*WHAT TO PRODUCE:* Each line below that contains the word "topic" is to be counted; give only the final number.

*EXERCISE DATA:*
◇ ◇ ◇ ◇ ◇
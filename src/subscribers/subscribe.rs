//! # Core subscriber trait
//!
//! `Subscribe` plugs custom event handlers into the container. Each subscriber
//! owns one topic of the shared [`TopicExecutor`](crate::TopicExecutor), so it
//! sees events in publication order and never blocks the lifecycle or other
//! subscribers.
//!
//! ## Example
//! ```rust
//! use async_trait::async_trait;
//! use lifevisor::{Event, EventKind, Subscribe};
//!
//! struct FailureCounter(std::sync::atomic::AtomicUsize);
//!
//! #[async_trait]
//! impl Subscribe for FailureCounter {
//!     async fn on_event(&self, ev: &Event) {
//!         if ev.kind == EventKind::PhaseFailed {
//!             self.0.fetch_add(1, std::sync::atomic::Ordering::Relaxed);
//!         }
//!     }
//!     fn name(&self) -> &'static str { "failure-counter" }
//! }
//! ```

use async_trait::async_trait;

use crate::events::Event;

/// Contract for event subscribers.
///
/// Called from the subscriber's executor topic. Implementations should avoid
/// blocking the async runtime (prefer async I/O and cooperative waits).
#[async_trait]
pub trait Subscribe: Send + Sync + 'static {
    /// Handle a single event for this subscriber.
    async fn on_event(&self, event: &Event);

    /// Human-readable name (for logs).
    fn name(&self) -> &'static str {
        std::any::type_name::<Self>()
    }
}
◇ ◇ ◇ ◇ ◇
*THE COMPLETED TASK:* 2